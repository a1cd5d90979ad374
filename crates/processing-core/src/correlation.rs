//! Sliding-window correlation between the mouth and eye channels.
//!
//! Chewing moves the mouth without moving the eyes. When both channels
//! rise and fall together the mouth movement is more likely caused by a
//! blink or a head movement, so a high coefficient marks an artifact.

use chewtrack_signal_model::{CorrelationPoint, Sample};

/// Standard deviations below this are treated as zero variance.
const MIN_STD_DEV: f64 = 1e-12;

/// The two channels could not be paired for this cycle.
#[derive(Debug, Clone, PartialEq, Eq, thiserror::Error)]
pub enum CorrelationError {
    #[error("channel lengths differ: {left} vs {right}")]
    LengthMismatch { left: usize, right: usize },
}

/// Windowed Pearson correlation over two equal-length series.
#[derive(Debug, Clone, Copy)]
pub struct CorrelationAnalyzer {
    window_size: usize,
}

impl CorrelationAnalyzer {
    pub fn new(window_size: usize) -> Self {
        Self { window_size }
    }

    pub fn window_size(&self) -> usize {
        self.window_size
    }

    /// Slide a window across both series in lockstep and report `|r|` for
    /// each position, stamped with the middle sample of `a`'s window.
    ///
    /// Yields no points when the series are shorter than the window.
    pub fn correlate(
        &self,
        a: &[Sample],
        b: &[Sample],
    ) -> Result<Vec<CorrelationPoint>, CorrelationError> {
        if a.len() != b.len() {
            return Err(CorrelationError::LengthMismatch {
                left: a.len(),
                right: b.len(),
            });
        }

        let window = self.window_size;
        if window == 0 || a.len() < window {
            return Ok(Vec::new());
        }

        let a_values: Vec<f64> = a.iter().map(|s| s.value).collect();
        let b_values: Vec<f64> = b.iter().map(|s| s.value).collect();

        let points = (0..=a.len() - window)
            .map(|i| CorrelationPoint {
                value: pearson(&a_values[i..i + window], &b_values[i..i + window])
                    .abs()
                    .min(1.0),
                time_ns: a[i + window / 2].time_ns,
            })
            .collect();

        Ok(points)
    }
}

/// Pearson correlation coefficient of two equal-length windows.
///
/// Returns `0.0` when either window has zero variance.
pub fn pearson(a: &[f64], b: &[f64]) -> f64 {
    let n = a.len().min(b.len());
    if n == 0 {
        return 0.0;
    }
    let (a, b) = (&a[..n], &b[..n]);
    let len = n as f64;

    let mean_a = a.iter().sum::<f64>() / len;
    let mean_b = b.iter().sum::<f64>() / len;

    let covariance = a
        .iter()
        .zip(b.iter())
        .map(|(&x, &y)| (x - mean_a) * (y - mean_b))
        .sum::<f64>()
        / len;

    let std_dev_a = (a.iter().map(|&x| (x - mean_a).powi(2)).sum::<f64>() / len).sqrt();
    let std_dev_b = (b.iter().map(|&y| (y - mean_b).powi(2)).sum::<f64>() / len).sqrt();

    if std_dev_a < MIN_STD_DEV || std_dev_b < MIN_STD_DEV {
        return 0.0;
    }

    covariance / (std_dev_a * std_dev_b)
}

#[cfg(test)]
mod tests {
    use super::*;

    fn series(values: impl IntoIterator<Item = f64>) -> Vec<Sample> {
        values
            .into_iter()
            .enumerate()
            .map(|(i, v)| Sample::new(i as u64 * 33_000_000, v))
            .collect()
    }

    fn sine(len: usize) -> Vec<Sample> {
        series((0..len).map(|i| (i as f64 * 0.2).sin()))
    }

    #[test]
    fn test_identical_series_fully_correlated() {
        let a = sine(40);
        let points = CorrelationAnalyzer::new(30).correlate(&a, &a).unwrap();
        assert_eq!(points.len(), 11);
        for p in &points {
            assert!((p.value - 1.0).abs() < 1e-9);
        }
    }

    #[test]
    fn test_inverted_series_reports_absolute_value() {
        let a = sine(30);
        let b = series(a.iter().map(|s| -s.value));
        let points = CorrelationAnalyzer::new(30).correlate(&a, &b).unwrap();
        assert_eq!(points.len(), 1);
        assert!((points[0].value - 1.0).abs() < 1e-9);
    }

    #[test]
    fn test_points_stamped_at_window_middle() {
        let a = sine(32);
        let points = CorrelationAnalyzer::new(30).correlate(&a, &a).unwrap();
        let times: Vec<u64> = points.iter().map(|p| p.time_ns).collect();
        assert_eq!(times, vec![a[15].time_ns, a[16].time_ns, a[17].time_ns]);
    }

    #[test]
    fn test_length_mismatch_is_an_error() {
        let a = sine(20);
        let b = sine(19);
        assert_eq!(
            CorrelationAnalyzer::new(30).correlate(&a, &b),
            Err(CorrelationError::LengthMismatch {
                left: 20,
                right: 19
            })
        );
    }

    #[test]
    fn test_zero_variance_window_is_zero() {
        let a = sine(30);
        let flat = series(std::iter::repeat(0.1).take(30));
        let points = CorrelationAnalyzer::new(30).correlate(&a, &flat).unwrap();
        assert_eq!(points.len(), 1);
        assert_eq!(points[0].value, 0.0);
    }

    #[test]
    fn test_short_series_yield_no_points() {
        let a = sine(10);
        assert!(CorrelationAnalyzer::new(30)
            .correlate(&a, &a)
            .unwrap()
            .is_empty());
    }

    #[test]
    fn test_alternating_series_is_uncorrelated_with_smooth_signal() {
        let a: Vec<f64> = (0..30).map(|i| (i as f64 * 0.2).sin()).collect();
        let b: Vec<f64> = (0..30)
            .map(|i| if i % 2 == 0 { 1.0 } else { -1.0 })
            .collect();
        assert!(pearson(&a, &b).abs() < 0.1);
    }
}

------

* YOUR ASSIGNMENT *
Print out each line of the data exactly.

* EXERCISE ANSWER *
repository a1cd5d90979ad374
filename crates/processing-core/src/correlation.rs
//! Sliding-window correlation between the mouth and eye channels.
//!
//! Chewing moves the mouth without moving the eyes. When both channels
//! rise and fall together the mouth movement is more likely caused by a
//! blink or a head movement, so a high coefficient marks an artifact.

use chewtrack_signal_model::{CorrelationPoint, Sample};

/// Standard deviations below this are treated as zero variance.
const MIN_STD_DEV: f64 = 1e-12;

/// The two channels could not be paired for this cycle.
#[derive(Debug, Clone, PartialEq, Eq, thiserror::Error)]
pub enum CorrelationError {
    #[error("channel lengths differ: {left} vs {right}")]
    LengthMismatch { left: usize, right: usize },
}

/// Windowed Pearson correlation over two equal-length series.
#[derive(Debug, Clone, Copy)]
pub struct CorrelationAnalyzer {
    window_size: usize,
}

impl CorrelationAnalyzer {
    pub fn new(window_size: usize) -> Self {
        Self { window_size }
    }

    pub fn window_size(&self) -> usize {
        self.window_size
    }

    /// Slide a window across both series in lockstep and report `|r|` for
    /// each position, stamped with the middle sample of `a`'s window.
    ///
    /// Yields no points when the series are shorter than the window.
    pub fn correlate(
        &self,
        a: &[Sample],
        b: &[Sample],
    ) -> Result<Vec<CorrelationPoint>, CorrelationError> {
        if a.len() != b.len() {
            return Err(CorrelationError::LengthMismatch {
                left: a.len(),
                right: b.len(),
            });
        }

        let window = self.window_size;
        if window == 0 || a.len() < window {
            return Ok(Vec::new());
        }

        let a_values: Vec<f64> = a.iter().map(|s| s.value).collect();
        let b_values: Vec<f64> = b.iter().map(|s| s.value).collect();

        let points = (0..=a.len() - window)
            .map(|i| CorrelationPoint {
                value: pearson(&a_values[i..i + window], &b_values[i..i + window])
                    .abs()
                    .min(1.0),
                time_ns: a[i + window / 2].time_ns,
            })
            .collect();

        Ok(points)
    }
}

/// Pearson correlation coefficient of two equal-length windows.
///
/// Returns `0.0` when either window has zero variance.
pub fn pearson(a: &[f64], b: &[f64]) -> f64 {
    let n = a.len().min(b.len());
    if n == 0 {
        return 0.0;
    }
    let (a, b) = (&a[..n], &b[..n]);
    let len = n as f64;

    let mean_a = a.iter().sum::<f64>() / len;
    let mean_b = b.iter().sum::<f64>() / len;

    let covariance = a
        .iter()
        .zip(b.iter())
        .map(|(&x, &y)| (x - mean_a) * (y - mean_b))
        .sum::<f64>()
        / len;

    let std_dev_a = (a.iter().map(|&x| (x - mean_a).powi(2)).sum::<f64>() / len).sqrt();
    let std_dev_b = (b.iter().map(|&y| (y - mean_b).powi(2)).sum::<f64>() / len).sqrt();

    if std_dev_a < MIN_STD_DEV || std_dev_b < MIN_STD_DEV {
        return 0.0;
    }

    covariance / (std_dev_a * std_dev_b)
}

#[cfg(test)]
mod tests {
    use super::*;

    fn series(values: impl IntoIterator<Item = f64>) -> Vec<Sample> {
        values
            .into_iter()
            .enumerate()
            .map(|(i, v)| Sample::new(i as u64 * 33_000_000, v))
            .collect()
    }

    fn sine(len: usize) -> Vec<Sample> {
        series((0..len).map(|i| (i as f64 * 0.2).sin()))
    }

    #[test]
    fn test_identical_series_fully_correlated() {
        let a = sine(40);
        let points = CorrelationAnalyzer::new(30).correlate(&a, &a).unwrap();
        assert_eq!(points.len(), 11);
        for p in &points {
            assert!((p.value - 1.0).abs() < 1e-9);
        }
    }

    #[test]
    fn test_inverted_series_reports_absolute_value() {
        let a = sine(30);
        let b = series(a.iter().map(|s| -s.value));
        let points = CorrelationAnalyzer::new(30).correlate(&a, &b).unwrap();
        assert_eq!(points.len(), 1);
        assert!((points[0].value - 1.0).abs() < 1e-9);
    }

    #[test]
    fn test_points_stamped_at_window_middle() {
        let a = sine(32);
        let points = CorrelationAnalyzer::new(30).correlate(&a, &a).unwrap();
        let times: Vec<u64> = points.iter().map(|p| p.time_ns).collect();
        assert_eq!(times, vec![a[15].time_ns, a[16].time_ns, a[17].time_ns]);
    }

    #[test]
    fn test_length_mismatch_is_an_error() {
        let a = sine(20);
        let b = sine(19);
        assert_eq!(
            CorrelationAnalyzer::new(30).correlate(&a, &b),
            Err(CorrelationError::LengthMismatch {
                left: 20,
                right: 19
            })
        );
    }

    #[test]
    fn test_zero_variance_window_is_zero() {
        let a = sine(30);
        let flat = series(std::iter::repeat(0.1).take(30));
        let points = CorrelationAnalyzer::new(30).correlate(&a, &flat).unwrap();
        assert_eq!(points.len(), 1);
        assert_eq!(points[0].value, 0.0);
    }

    #[test]
    fn test_short_series_yield_no_points() {
        let a = sine(10);
        assert!(CorrelationAnalyzer::new(30)
            .correlate(&a, &a)
            .unwrap()
            .is_empty());
    }

    #[test]
    fn test_alternating_series_is_uncorrelated_with_smooth_signal() {
        let a: Vec<f64> = (0..30).map(|i| (i as f64 * 0.2).sin()).collect();
        let b: Vec<f64> = (0..30)
            .map(|i| if i % 2 == 0 { 1.0 } else { -1.0 })
            .collect();
        assert!(pearson(&a, &b).abs() < 0.1);
    }
}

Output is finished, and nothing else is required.